▶ [Requirement]: Write out exactly the lines of the entries below, from the first through the line containing "let threshold = self.options.threshold();", and nothing beyond them.

┌─ The records

//! Normalization engine and batch driver.

use std::fs::File;
use std::io::BufReader;
use std::path::{Path, PathBuf};

use image::{DynamicImage, ImageFormat, RgbaImage};
use tracing::{debug, warn};
use walkdir::WalkDir;

use crate::error::{Error, Result};
use crate::mask;
use crate::params::NormalizeOptions;
use crate::resize;

/// Outcome of processing a single source file.
#[derive(Debug)]
pub struct ProcessResult {
    /// Source PNG path.
    pub source: PathBuf,
    /// Destination PNG path.
    pub destination: PathBuf,
    /// `Ok(())` when the destination was written.
    pub outcome: Result<()>,
}

impl ProcessResult {
    /// Whether the file was normalized and written.
    #[must_use]
    pub fn is_success(&self) -> bool {
        self.outcome.is_ok()
    }
}

/// Turns images into `size x size` squares with transparent white backgrounds.
///
/// Create once with [`Normalizer::new()`] and reuse for every file in a batch.
/// The normalizer holds no state besides its options.
#[derive(Debug, Clone)]
pub struct Normalizer {
    options: NormalizeOptions,
}

impl Normalizer {
    /// Create a normalizer from options.
    ///
    /// # Errors
    ///
    /// Returns [`Error::ZeroSize`] if `options.size` is 0.
    pub fn new(options: NormalizeOptions) -> Result<Self> {
        if options.size == 0 {
            return Err(Error::ZeroSize);
        }
        Ok(Self { options })
    }

    /// The options this normalizer was built with.
    #[must_use]
    pub fn options(&self) -> &NormalizeOptions {
        &self.options
    }

    /// Normalize a decoded image.
    ///
    /// Scales and center-crops to `size x size`, then replaces the alpha
    /// channel with the (optionally smoothed) whiteness mask.
    #[must_use]
    pub fn normalize(&self, image: &DynamicImage) -> RgbaImage {
        let rgba = image.to_rgba8();
        let mut out = resize::square(&rgba, self.options.size);

        let threshold = self.options.threshold();
        let radius = self.options.blur_radius();
        debug!(threshold, radius, "building alpha mask");

        let alpha = mask::smooth(&mask::whiteness_mask(&out, threshold), radius);
        mask::apply_alpha(&mut out, &alpha);
        out
    }

    /// Process a single file: decode, normalize, encode.
    ///
    /// The parent directory of `output` is created if missing. Any failure is
    /// recorded in the returned [`ProcessResult`] rather than returned.
    #[must_use]
    pub fn process_file(&self, input: &Path, output: &Path) -> ProcessResult {
        let outcome = self.try_process_file(input, output);
        if let Err(e) = &outcome {
            debug!(source = %input.display(), error = %e, "processing failed");
        }
        ProcessResult {
            source: input.to_path_buf(),
            destination: output.to_path_buf(),
            outcome,
        }
    }

    fn try_process_file(&self, input: &Path, output: &Path) -> Result<()> {
        let image = load_png(input)?;
        debug!(
            source = %input.display(),
            width = image.width(),
            height = image.height(),
            "decoded"
        );
        let normalized = self.normalize(&image);

        if let Some(parent) = output.parent() {
            if !parent.as_os_str().is_empty() {
                std::fs::create_dir_all(parent)?;
            }
        }
        save_png(&normalized, output)
    }

    /// Process every PNG in `input_dir`, writing results under `output_dir`.
    ///
    /// In recursive mode subdirectories are walked and their layout is
    /// mirrored in `output_dir`; otherwise only top-level files are read and
    /// written by base name. Uses parallel iteration when the `cli` feature
    /// is enabled (via rayon). Results are returned in discovery order, one
    /// per file; an empty vector means no PNG files were found.
    ///
    /// # Errors
    ///
    /// Returns [`Error::InputNotDirectory`] if `input_dir` is not a directory,
    /// and [`Error::Io`] or [`Error::Walk`] if the output directory cannot be
    /// created or the input directory cannot be read. Failures of individual
    /// files are reported in their [`ProcessResult`] instead.
    pub fn process_directory(
        &self,
        input_dir: &Path,
        output_dir: &Path,
        recursive: bool,
    ) -> Result<Vec<ProcessResult>> {
        if !input_dir.is_dir() {
            return Err(Error::InputNotDirectory(input_dir.to_path_buf()));
        }
        std::fs::create_dir_all(output_dir)?;

        let sources = collect_pngs(input_dir, recursive)?;
        debug!(count = sources.len(), dir = %input_dir.display(), "found PNG files");

        let process = |source: &PathBuf| {
            let destination = destination_path(input_dir, source, output_dir, recursive);
            self.process_file(source, &destination)
        };

        #[cfg(feature = "cli")]
        {
            use rayon::prelude::*;
            Ok(sources.par_iter().map(process).collect())
        }

        #[cfg(not(feature = "cli"))]
        {
            Ok(sources.iter().map(process).collect())
        }
    }
}

/// Check if a file name ends in `.png`, ignoring case.
///
/// Matches on the raw file name, so `.png` itself and names that are not
/// valid UTF-8 are accepted too.
#[must_use]
pub fn is_png(path: &Path) -> bool {
    path.file_name().is_some_and(|name| {
        let bytes = name.as_encoded_bytes();
        bytes.len() >= 4 && bytes[bytes.len() - 4..].eq_ignore_ascii_case(b".png")
    })
}

/// List the PNG files in `dir`, sorted by file name within each directory.
///
/// Only the top level is scanned unless `recursive` is set. Unreadable
/// subdirectories are logged and skipped.
///
/// # Errors
///
/// Returns [`Error::Walk`] if `dir` itself cannot be read.
pub fn collect_pngs(dir: &Path, recursive: bool) -> Result<Vec<PathBuf>> {
    let walker = WalkDir::new(dir)
        .min_depth(1)
        .max_depth(if recursive { usize::MAX } else { 1 })
        .sort_by_file_name();

    let mut pngs = Vec::new();
    for entry in walker {
        let entry = match entry {
            Ok(entry) => entry,
            Err(e) if e.depth() == 0 => return Err(e.into()),
            Err(e) => {
                warn!(error = %e, "skipping unreadable entry");
                continue;
            }
        };
        let path = entry.path();
        if is_png(path) && path.is_file() {
            pngs.push(entry.into_path());
        }
    }
    Ok(pngs)
}

/// Destination of `source` under `output_dir`.
///
/// Recursive mode keeps the path relative to `input_dir`; otherwise the
/// destination is flattened to the source's base name.
#[must_use]
pub fn destination_path(
    input_dir: &Path,
    source: &Path,
    output_dir: &Path,
    recursive: bool,
) -> PathBuf {
    let base = || Path::new(source.file_name().unwrap_or_default());
    let relative = if recursive {
        source.strip_prefix(input_dir).unwrap_or_else(|_| base())
    } else {
        base()
    };
    output_dir.join(relative)
}

/// Decode a PNG file.
///
/// # Errors
///
/// Returns [`Error::Io`] if the file cannot be opened and [`Error::Decode`]
/// if it is not a valid PNG.
pub fn load_png(path: &Path) -> Result<DynamicImage> {
    let file = File::open(path)?;
    image::load(BufReader::new(file), ImageFormat::Png).map_err(Error::Decode)
}

/// Encode an RGBA image as PNG, regardless of the path's extension.
///
/// # Errors
///
/// Returns [`Error::Encode`] if encoding or writing fails.
pub fn save_png(img: &RgbaImage, path: &Path) -> Result<()> {
    img.save_with_format(path, ImageFormat::Png)
        .map_err(Error::Encode)
}
use crate::model::{Point, ScrollCommand, WidgetBounds};

use super::{GestureTracker, RotationAccumulator, ScrollEventEmitter};

/// Owns the whole gesture pipeline for one gear widget.
///
/// Every delta from the tracker feeds both the rotation accumulator and the
/// scroll emitter; neither depends on the other's result.
#[derive(Default, Debug, Clone)]
pub struct GearController {
    tracker: GestureTracker,
    rotation: RotationAccumulator,
    emitter: ScrollEventEmitter,
}

impl GearController {
    pub fn start<B: WidgetBounds + ?Sized>(&mut self, widget: &B, point: Point) -> bool {
        let started = self.tracker.start(widget, point);
        if started {
            log::debug!(
                "gear gesture started at ({:.1}, {:.1}), center ({:.1}, {:.1})",
                point.x,
                point.y,
                self.tracker.center().x,
                self.tracker.center().y
            );
        } else {
            log::warn!("gear gesture ignored: widget has no usable bounding box");
        }
        started
    }

    pub fn move_to(&mut self, point: Point) -> Option<ScrollCommand> {
        let delta = self.tracker.move_to(point)?;
        self.rotation.apply(delta);
        let command = self.emitter.evaluate(delta);
        if let Some(cmd) = &command {
            log::trace!("scroll {:?} by {:.1}px", cmd.direction, cmd.magnitude);
        }
        command
    }

    pub fn end(&mut self) {
        if self.tracker.is_active() {
            log::debug!("gear gesture ended at {:.1}deg", self.rotation.rotation_deg());
        }
        self.tracker.end();
    }

    pub fn is_active(&self) -> bool {
        self.tracker.is_active()
    }

    pub fn rotation_deg(&self) -> f64 {
        self.rotation.rotation_deg()
    }
}
// Drag gesture state machine shared by pointer and touch input.
use crate::geometry::{angle_of, wrapped_delta};
use crate::model::{GestureState, Point, WidgetBounds};

#[derive(Debug, Clone, Default)]
pub struct GestureTracker {
    state: GestureState,
    center: Point,
}

impl GestureTracker {
    #[cfg(test)]
    pub fn state(&self) -> GestureState {
        self.state
    }

    pub fn is_active(&self) -> bool {
        self.state.active
    }

    /// Center captured at the last successful start.
    pub fn center(&self) -> Point {
        self.center
    }

    /// Begins (or restarts) a gesture at `point`. Returns false and leaves the
    /// state untouched when the widget has no usable geometry.
    pub fn start<B: WidgetBounds + ?Sized>(&mut self, widget: &B, point: Point) -> bool {
        let Some(bounds) = widget.bounding_box().filter(|b| b.is_usable()) else {
            return false;
        };
        self.center = bounds.center();
        self.state = GestureState {
            active: true,
            last_angle_deg: angle_of(self.center, point),
        };
        true
    }

    /// Angular delta since the previous sample, or `None` while idle.
    pub fn move_to(&mut self, point: Point) -> Option<f64> {
        if !self.state.active {
            return None;
        }
        let current = angle_of(self.center, point);
        let delta = wrapped_delta(current, self.state.last_angle_deg);
        self.state.last_angle_deg = current;
        Some(delta)
    }

    pub fn end(&mut self) {
        self.state.active = false;
    }
}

└─

▶ [Answer]:
//! Normalization engine and batch driver.

use std::fs::File;
use std::io::BufReader;
use std::path::{Path, PathBuf};

use image::{DynamicImage, ImageFormat, RgbaImage};
use tracing::{debug, warn};
use walkdir::WalkDir;

use crate::error::{Error, Result};
use crate::mask;
use crate::params::NormalizeOptions;
use crate::resize;

/// Outcome of processing a single source file.
#[derive(Debug)]
pub struct ProcessResult {
    /// Source PNG path.
    pub source: PathBuf,
    /// Destination PNG path.
    pub destination: PathBuf,
    /// `Ok(())` when the destination was written.
    pub outcome: Result<()>,
}

impl ProcessResult {
    /// Whether the file was normalized and written.
    #[must_use]
    pub fn is_success(&self) -> bool {
        self.outcome.is_ok()
    }
}

/// Turns images into `size x size` squares with transparent white backgrounds.
///
/// Create once with [`Normalizer::new()`] and reuse for every file in a batch.
/// The normalizer holds no state besides its options.
#[derive(Debug, Clone)]
pub struct Normalizer {
    options: NormalizeOptions,
}

impl Normalizer {
    /// Create a normalizer from options.
    ///
    /// # Errors
    ///
    /// Returns [`Error::ZeroSize`] if `options.size` is 0.
    pub fn new(options: NormalizeOptions) -> Result<Self> {
        if options.size == 0 {
            return Err(Error::ZeroSize);
        }
        Ok(Self { options })
    }

    /// The options this normalizer was built with.
    #[must_use]
    pub fn options(&self) -> &NormalizeOptions {
        &self.options
    }

    /// Normalize a decoded image.
    ///
    /// Scales and center-crops to `size x size`, then replaces the alpha
    /// channel with the (optionally smoothed) whiteness mask.
    #[must_use]
    pub fn normalize(&self, image: &DynamicImage) -> RgbaImage {
        let rgba = image.to_rgba8();
        let mut out = resize::square(&rgba, self.options.size);

        let threshold = self.options.threshold();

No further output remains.